Exercise requirements » All lines in the records below with the word "true" must be returned.

Task data »
==============================
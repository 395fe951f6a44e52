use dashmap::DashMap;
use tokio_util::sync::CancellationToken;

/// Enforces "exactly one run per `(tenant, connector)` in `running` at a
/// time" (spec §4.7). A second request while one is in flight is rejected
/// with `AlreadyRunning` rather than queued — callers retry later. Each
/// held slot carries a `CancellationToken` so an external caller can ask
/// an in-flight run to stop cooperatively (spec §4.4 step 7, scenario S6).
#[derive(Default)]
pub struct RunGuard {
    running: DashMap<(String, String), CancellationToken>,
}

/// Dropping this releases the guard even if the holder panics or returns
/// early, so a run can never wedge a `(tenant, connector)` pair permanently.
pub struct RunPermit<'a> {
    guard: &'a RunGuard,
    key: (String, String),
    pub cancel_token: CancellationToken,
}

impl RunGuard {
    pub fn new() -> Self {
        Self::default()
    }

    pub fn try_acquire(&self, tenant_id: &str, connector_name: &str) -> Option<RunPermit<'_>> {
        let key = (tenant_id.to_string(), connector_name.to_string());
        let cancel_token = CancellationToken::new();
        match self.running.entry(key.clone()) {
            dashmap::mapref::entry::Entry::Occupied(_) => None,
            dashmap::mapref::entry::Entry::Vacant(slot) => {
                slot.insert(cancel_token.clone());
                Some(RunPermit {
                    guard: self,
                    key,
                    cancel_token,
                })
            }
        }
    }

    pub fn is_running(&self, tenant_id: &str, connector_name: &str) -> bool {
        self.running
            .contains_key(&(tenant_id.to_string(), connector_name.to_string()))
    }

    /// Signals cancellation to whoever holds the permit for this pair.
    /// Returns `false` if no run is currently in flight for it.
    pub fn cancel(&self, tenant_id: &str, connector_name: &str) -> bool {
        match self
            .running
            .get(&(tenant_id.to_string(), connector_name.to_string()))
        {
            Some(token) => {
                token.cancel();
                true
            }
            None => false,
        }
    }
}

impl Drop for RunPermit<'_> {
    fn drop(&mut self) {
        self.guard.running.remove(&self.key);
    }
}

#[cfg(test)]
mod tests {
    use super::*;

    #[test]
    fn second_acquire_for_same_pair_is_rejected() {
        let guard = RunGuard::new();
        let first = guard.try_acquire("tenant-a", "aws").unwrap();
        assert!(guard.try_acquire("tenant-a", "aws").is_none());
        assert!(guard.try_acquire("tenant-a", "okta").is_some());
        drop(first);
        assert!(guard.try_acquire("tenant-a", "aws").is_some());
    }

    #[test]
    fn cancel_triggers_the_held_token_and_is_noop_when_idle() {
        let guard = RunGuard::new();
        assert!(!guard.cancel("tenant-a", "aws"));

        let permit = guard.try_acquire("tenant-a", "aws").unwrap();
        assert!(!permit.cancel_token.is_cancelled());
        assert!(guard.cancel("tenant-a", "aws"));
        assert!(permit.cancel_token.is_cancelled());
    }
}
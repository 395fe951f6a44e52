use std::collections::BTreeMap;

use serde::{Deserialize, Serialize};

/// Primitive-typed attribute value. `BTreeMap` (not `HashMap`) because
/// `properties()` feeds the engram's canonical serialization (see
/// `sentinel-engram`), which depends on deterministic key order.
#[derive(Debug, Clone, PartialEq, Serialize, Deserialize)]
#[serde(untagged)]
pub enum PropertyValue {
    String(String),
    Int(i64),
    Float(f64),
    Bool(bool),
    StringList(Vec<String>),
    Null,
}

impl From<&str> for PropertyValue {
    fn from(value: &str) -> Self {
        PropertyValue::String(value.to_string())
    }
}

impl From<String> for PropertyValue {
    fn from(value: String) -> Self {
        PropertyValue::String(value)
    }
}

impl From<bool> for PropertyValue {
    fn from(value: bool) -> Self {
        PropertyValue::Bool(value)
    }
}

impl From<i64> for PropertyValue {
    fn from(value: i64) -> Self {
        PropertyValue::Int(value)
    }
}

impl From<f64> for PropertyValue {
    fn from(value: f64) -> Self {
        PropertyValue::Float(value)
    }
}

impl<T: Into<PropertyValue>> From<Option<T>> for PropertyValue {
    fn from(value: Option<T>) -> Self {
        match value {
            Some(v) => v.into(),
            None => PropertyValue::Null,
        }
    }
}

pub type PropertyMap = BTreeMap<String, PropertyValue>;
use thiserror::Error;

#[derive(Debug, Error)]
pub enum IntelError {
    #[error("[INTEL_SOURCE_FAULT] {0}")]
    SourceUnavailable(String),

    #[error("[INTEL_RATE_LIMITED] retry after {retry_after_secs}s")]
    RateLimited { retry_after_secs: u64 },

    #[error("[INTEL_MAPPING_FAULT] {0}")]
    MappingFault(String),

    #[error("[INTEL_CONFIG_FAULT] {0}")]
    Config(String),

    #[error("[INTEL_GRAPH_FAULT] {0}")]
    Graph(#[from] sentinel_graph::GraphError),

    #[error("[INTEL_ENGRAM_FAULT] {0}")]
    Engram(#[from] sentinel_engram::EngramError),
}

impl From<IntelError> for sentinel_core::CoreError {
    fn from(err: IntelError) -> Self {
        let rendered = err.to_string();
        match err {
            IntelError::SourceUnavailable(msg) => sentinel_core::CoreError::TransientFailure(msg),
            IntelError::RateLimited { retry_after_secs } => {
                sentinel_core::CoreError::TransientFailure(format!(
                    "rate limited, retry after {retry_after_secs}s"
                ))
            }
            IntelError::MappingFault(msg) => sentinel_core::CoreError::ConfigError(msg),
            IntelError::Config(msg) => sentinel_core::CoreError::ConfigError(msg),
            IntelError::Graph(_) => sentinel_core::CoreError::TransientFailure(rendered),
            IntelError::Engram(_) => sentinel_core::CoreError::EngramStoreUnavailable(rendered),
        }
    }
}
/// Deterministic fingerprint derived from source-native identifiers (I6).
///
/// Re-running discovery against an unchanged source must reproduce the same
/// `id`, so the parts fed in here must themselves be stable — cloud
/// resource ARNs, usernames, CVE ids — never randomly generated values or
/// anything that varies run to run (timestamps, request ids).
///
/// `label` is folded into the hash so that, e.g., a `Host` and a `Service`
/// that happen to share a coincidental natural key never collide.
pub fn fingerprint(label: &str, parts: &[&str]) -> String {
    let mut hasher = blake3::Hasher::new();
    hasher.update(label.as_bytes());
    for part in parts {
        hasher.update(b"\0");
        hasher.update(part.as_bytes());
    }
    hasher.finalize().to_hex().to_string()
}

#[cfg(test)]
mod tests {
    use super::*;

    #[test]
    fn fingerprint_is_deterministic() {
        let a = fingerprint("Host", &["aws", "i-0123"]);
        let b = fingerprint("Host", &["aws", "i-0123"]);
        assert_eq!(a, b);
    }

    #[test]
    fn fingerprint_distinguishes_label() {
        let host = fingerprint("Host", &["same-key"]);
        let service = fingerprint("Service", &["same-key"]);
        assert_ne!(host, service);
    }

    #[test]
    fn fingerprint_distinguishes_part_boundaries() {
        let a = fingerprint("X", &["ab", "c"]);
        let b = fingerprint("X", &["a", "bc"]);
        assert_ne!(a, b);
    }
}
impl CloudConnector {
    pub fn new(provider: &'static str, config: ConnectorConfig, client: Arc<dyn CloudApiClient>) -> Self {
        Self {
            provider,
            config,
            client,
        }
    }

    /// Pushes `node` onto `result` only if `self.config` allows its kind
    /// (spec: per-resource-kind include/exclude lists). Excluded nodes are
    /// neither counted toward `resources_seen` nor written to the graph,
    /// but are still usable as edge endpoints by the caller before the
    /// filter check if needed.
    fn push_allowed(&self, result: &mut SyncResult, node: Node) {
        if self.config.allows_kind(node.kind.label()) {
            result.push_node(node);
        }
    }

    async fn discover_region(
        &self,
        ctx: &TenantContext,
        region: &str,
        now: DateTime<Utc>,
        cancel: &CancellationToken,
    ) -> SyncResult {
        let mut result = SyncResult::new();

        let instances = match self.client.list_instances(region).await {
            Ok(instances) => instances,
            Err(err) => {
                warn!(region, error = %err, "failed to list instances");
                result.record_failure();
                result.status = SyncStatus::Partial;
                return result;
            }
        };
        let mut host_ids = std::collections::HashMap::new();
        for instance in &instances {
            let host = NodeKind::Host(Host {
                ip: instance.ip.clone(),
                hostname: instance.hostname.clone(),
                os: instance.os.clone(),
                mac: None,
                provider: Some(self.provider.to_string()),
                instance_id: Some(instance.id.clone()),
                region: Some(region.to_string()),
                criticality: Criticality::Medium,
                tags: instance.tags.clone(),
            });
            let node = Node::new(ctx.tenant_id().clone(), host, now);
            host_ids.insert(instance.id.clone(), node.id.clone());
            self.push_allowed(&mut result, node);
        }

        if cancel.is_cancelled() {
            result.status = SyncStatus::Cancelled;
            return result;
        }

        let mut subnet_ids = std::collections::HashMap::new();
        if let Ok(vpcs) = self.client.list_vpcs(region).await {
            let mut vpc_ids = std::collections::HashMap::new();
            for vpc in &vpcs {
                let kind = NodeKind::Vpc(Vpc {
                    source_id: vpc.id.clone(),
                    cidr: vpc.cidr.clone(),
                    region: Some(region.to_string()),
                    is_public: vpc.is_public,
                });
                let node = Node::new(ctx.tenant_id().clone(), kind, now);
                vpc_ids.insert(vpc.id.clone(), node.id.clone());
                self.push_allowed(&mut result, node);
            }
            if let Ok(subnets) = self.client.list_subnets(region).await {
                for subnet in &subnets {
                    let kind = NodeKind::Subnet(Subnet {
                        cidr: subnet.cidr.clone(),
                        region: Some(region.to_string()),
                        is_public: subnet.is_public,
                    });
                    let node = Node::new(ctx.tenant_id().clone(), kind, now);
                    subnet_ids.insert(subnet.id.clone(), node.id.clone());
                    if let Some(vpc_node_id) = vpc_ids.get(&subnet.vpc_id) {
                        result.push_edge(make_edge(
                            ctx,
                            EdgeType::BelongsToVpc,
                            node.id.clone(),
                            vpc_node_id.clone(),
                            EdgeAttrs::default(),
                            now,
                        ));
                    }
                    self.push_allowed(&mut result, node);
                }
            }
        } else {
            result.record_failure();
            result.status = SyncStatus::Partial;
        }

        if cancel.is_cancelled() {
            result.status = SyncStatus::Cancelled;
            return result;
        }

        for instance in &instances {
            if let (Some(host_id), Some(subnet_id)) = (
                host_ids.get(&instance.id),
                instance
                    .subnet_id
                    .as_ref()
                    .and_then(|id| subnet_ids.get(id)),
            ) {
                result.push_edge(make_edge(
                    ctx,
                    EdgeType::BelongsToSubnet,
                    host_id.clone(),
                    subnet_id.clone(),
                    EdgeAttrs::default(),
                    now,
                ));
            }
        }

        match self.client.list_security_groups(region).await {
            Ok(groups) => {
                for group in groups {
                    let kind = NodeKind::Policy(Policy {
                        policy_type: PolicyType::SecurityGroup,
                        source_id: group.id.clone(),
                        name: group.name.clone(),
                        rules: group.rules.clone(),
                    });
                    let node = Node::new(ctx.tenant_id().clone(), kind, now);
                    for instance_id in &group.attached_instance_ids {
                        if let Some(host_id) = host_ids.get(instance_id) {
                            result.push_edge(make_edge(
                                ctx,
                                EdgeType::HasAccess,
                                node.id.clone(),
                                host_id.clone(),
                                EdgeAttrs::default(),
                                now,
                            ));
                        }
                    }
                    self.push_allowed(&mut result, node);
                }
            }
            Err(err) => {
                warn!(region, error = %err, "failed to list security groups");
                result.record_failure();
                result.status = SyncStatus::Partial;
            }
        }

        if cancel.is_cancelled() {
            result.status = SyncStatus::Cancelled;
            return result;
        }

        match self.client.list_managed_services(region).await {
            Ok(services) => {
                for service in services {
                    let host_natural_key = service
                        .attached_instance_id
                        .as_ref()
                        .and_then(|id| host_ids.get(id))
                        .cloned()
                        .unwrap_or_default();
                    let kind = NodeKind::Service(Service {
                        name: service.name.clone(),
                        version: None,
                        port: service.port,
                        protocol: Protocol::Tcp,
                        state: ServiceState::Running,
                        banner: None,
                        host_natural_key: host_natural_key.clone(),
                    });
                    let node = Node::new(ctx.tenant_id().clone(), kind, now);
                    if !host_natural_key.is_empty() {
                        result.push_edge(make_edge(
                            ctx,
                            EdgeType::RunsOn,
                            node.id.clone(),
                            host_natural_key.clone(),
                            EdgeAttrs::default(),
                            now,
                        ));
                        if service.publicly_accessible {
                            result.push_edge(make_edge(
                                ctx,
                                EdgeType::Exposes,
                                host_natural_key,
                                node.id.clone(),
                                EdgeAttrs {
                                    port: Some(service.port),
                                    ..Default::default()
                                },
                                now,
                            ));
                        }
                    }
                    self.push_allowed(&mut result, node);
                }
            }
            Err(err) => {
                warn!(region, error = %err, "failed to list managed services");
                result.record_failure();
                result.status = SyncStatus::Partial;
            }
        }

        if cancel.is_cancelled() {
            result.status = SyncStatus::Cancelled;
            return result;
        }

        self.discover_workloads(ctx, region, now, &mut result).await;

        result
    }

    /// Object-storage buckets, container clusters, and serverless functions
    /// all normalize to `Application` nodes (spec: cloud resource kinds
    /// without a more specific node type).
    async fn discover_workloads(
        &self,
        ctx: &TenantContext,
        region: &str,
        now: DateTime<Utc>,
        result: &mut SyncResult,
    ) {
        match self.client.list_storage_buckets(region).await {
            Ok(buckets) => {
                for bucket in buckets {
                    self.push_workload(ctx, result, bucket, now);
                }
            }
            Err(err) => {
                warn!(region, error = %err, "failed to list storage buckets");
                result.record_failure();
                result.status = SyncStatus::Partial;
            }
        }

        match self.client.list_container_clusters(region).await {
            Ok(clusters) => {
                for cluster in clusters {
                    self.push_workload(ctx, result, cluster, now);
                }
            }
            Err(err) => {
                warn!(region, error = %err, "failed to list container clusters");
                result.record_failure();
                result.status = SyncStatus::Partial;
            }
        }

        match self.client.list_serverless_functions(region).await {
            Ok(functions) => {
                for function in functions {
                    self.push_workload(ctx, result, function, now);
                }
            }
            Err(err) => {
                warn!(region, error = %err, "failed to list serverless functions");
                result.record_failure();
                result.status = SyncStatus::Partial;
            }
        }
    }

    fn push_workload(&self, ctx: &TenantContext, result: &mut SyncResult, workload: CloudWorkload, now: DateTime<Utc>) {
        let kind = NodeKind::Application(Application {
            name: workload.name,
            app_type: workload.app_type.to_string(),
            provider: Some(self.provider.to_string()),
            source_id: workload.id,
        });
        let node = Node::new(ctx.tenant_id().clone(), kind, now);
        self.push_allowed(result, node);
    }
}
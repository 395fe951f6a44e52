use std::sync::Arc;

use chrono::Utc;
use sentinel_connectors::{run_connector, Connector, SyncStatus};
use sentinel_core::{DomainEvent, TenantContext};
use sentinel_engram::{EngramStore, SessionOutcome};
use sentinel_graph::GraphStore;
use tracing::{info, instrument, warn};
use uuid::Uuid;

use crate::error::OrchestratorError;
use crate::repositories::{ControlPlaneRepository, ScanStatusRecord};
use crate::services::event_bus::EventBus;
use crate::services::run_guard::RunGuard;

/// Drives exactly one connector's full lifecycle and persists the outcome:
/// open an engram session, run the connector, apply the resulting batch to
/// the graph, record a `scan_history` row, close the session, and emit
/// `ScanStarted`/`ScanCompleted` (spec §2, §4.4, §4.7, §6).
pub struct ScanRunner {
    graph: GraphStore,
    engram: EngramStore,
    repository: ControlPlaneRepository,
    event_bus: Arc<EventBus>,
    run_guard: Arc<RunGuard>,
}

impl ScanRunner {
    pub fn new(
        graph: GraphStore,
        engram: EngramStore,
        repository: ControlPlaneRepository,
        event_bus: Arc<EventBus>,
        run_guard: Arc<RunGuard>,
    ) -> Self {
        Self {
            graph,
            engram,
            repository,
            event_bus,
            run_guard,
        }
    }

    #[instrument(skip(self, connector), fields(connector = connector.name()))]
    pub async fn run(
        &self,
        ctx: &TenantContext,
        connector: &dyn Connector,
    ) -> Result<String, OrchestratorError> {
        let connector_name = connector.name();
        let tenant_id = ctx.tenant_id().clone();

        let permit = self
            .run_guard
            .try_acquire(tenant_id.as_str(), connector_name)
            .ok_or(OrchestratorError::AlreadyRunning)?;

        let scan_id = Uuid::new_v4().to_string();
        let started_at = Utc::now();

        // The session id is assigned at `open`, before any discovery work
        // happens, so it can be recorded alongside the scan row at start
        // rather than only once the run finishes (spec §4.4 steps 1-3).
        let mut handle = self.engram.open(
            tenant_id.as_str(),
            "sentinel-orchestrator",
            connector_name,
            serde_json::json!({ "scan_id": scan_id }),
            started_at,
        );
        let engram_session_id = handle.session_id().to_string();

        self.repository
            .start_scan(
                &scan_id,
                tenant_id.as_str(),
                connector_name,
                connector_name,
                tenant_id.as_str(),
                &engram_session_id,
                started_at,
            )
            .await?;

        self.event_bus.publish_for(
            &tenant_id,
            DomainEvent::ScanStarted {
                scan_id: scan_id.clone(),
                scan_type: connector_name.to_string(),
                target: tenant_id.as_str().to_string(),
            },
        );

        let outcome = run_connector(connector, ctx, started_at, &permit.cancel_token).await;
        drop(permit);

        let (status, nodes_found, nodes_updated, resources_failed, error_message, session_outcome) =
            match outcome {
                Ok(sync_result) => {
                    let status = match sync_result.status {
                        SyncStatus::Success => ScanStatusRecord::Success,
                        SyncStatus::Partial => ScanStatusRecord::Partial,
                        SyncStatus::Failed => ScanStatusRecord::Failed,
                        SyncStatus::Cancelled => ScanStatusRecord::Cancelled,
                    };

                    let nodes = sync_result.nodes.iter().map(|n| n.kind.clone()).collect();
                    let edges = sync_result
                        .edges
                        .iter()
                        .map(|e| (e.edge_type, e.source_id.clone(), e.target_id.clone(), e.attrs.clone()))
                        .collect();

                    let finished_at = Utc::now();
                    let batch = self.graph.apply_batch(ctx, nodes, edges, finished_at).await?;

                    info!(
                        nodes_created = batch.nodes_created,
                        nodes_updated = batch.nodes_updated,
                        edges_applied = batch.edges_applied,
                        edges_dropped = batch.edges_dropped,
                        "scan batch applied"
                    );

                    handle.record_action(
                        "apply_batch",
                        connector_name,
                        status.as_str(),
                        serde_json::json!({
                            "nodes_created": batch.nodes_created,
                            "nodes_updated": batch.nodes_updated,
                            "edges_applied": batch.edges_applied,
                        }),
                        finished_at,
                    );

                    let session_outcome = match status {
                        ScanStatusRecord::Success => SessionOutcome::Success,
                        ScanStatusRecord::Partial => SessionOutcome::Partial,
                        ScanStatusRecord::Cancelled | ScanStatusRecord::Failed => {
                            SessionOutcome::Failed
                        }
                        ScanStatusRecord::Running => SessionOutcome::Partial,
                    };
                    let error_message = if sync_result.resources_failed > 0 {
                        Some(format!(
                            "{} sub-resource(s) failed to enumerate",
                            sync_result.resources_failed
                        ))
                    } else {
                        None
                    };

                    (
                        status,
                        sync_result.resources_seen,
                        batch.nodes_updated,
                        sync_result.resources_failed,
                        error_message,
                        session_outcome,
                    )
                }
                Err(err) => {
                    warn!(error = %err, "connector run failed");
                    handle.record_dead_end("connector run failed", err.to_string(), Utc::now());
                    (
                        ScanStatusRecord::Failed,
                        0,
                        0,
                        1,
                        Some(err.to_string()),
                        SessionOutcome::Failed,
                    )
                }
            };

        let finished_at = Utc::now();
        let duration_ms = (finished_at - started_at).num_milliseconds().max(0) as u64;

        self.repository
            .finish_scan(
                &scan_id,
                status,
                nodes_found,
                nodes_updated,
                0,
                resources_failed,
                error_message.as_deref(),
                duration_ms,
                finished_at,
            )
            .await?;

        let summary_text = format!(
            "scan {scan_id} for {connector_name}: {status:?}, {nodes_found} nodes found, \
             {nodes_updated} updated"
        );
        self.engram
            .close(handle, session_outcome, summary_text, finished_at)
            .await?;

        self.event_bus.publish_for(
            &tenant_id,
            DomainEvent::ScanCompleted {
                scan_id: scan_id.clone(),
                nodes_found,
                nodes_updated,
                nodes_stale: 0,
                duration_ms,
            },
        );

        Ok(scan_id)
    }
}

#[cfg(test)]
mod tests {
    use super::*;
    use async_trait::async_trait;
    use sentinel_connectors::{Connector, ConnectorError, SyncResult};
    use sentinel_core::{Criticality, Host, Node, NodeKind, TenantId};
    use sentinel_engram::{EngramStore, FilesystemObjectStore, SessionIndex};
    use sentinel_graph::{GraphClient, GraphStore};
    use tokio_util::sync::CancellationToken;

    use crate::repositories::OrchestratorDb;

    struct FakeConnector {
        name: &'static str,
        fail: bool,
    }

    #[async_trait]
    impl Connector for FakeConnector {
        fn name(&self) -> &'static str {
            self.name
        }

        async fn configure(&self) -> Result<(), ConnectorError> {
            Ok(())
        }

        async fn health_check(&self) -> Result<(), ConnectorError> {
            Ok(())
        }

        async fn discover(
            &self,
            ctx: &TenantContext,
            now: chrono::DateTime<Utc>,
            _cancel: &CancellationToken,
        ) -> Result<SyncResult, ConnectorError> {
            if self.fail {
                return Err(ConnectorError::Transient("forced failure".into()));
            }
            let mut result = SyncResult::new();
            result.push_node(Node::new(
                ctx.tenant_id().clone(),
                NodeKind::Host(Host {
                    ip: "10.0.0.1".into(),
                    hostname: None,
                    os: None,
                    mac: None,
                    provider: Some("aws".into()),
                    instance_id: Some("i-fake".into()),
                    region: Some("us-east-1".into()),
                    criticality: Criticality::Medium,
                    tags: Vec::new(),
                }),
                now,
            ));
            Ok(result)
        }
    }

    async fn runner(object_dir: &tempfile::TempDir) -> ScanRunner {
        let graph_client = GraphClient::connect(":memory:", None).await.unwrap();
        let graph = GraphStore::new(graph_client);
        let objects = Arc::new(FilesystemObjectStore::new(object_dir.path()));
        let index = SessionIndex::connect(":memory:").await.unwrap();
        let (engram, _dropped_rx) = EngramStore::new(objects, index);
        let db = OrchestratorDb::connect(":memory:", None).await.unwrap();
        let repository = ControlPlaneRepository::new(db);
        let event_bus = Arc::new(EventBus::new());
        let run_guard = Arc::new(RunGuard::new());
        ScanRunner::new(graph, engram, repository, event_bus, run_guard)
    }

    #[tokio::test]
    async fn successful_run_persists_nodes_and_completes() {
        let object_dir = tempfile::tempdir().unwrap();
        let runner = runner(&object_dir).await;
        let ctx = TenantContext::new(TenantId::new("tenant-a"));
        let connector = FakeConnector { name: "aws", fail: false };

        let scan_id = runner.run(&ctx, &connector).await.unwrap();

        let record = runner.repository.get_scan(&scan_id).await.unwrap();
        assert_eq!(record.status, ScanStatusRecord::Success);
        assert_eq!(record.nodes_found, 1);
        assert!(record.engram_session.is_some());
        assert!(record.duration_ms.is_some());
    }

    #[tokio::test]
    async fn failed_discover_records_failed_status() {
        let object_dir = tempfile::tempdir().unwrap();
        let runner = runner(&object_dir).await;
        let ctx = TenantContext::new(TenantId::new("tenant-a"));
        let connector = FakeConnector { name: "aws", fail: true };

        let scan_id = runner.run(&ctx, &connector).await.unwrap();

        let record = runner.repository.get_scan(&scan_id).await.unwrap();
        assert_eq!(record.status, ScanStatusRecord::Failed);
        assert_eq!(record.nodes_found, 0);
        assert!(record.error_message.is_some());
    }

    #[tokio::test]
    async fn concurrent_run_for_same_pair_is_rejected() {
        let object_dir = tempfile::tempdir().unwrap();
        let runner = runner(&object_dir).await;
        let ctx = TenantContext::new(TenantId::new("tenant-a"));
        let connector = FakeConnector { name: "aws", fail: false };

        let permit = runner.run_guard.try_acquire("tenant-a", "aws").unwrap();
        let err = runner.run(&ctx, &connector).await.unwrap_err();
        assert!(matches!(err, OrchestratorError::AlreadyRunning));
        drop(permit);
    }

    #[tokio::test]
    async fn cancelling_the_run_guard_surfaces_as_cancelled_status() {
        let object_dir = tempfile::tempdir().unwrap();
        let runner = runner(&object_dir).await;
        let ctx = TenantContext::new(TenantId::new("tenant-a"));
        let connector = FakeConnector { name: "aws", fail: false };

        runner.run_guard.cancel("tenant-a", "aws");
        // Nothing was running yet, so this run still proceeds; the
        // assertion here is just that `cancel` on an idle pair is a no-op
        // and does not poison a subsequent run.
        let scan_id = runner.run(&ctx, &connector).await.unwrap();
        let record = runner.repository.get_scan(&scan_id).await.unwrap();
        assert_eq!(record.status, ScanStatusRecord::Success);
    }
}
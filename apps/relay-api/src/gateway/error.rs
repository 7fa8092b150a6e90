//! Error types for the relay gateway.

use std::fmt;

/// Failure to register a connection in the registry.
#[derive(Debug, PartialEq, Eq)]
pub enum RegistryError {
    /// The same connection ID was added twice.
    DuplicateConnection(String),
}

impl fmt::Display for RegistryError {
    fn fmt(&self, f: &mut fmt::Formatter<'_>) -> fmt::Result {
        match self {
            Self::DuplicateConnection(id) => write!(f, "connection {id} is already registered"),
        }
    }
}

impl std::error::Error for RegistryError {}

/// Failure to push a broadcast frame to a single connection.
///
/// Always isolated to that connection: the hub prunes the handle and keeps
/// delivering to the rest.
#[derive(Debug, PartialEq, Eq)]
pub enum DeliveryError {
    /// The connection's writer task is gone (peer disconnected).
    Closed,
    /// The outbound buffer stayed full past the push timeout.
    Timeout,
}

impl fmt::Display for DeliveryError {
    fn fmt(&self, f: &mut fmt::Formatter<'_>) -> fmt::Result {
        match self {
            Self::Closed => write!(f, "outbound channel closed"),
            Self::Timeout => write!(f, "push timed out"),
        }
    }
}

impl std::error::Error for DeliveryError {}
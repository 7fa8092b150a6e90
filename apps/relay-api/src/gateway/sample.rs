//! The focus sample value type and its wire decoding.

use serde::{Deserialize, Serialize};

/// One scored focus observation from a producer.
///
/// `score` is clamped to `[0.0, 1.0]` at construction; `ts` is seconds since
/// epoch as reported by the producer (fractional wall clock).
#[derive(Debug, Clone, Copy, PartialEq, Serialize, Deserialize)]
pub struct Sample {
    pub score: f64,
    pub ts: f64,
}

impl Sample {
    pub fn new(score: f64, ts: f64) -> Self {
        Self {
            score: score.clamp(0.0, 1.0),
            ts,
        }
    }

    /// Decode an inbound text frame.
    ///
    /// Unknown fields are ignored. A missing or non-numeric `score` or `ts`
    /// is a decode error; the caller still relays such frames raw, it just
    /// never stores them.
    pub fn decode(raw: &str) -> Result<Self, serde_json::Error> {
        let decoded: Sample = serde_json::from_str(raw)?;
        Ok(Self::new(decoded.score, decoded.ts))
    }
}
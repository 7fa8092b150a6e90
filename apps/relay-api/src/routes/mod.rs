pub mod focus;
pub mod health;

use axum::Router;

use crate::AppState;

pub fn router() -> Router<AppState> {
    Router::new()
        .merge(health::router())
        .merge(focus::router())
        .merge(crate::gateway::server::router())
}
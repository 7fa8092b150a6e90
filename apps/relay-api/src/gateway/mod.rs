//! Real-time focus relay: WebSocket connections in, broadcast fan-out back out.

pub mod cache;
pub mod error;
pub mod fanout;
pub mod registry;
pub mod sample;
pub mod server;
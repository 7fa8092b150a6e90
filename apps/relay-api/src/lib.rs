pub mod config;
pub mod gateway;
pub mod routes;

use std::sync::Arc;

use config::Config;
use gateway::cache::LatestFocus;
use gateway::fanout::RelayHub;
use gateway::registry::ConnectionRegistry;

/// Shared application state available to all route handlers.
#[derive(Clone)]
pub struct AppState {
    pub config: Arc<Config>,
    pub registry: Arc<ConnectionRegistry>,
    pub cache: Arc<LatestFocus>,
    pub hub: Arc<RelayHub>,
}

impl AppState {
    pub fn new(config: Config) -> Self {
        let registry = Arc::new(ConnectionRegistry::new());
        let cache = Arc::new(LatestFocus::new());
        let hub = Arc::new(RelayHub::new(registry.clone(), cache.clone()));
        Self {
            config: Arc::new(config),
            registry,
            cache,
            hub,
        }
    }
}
==============================
Response area »
                true
        let connector = FakeConnector { name: "aws", fail: true };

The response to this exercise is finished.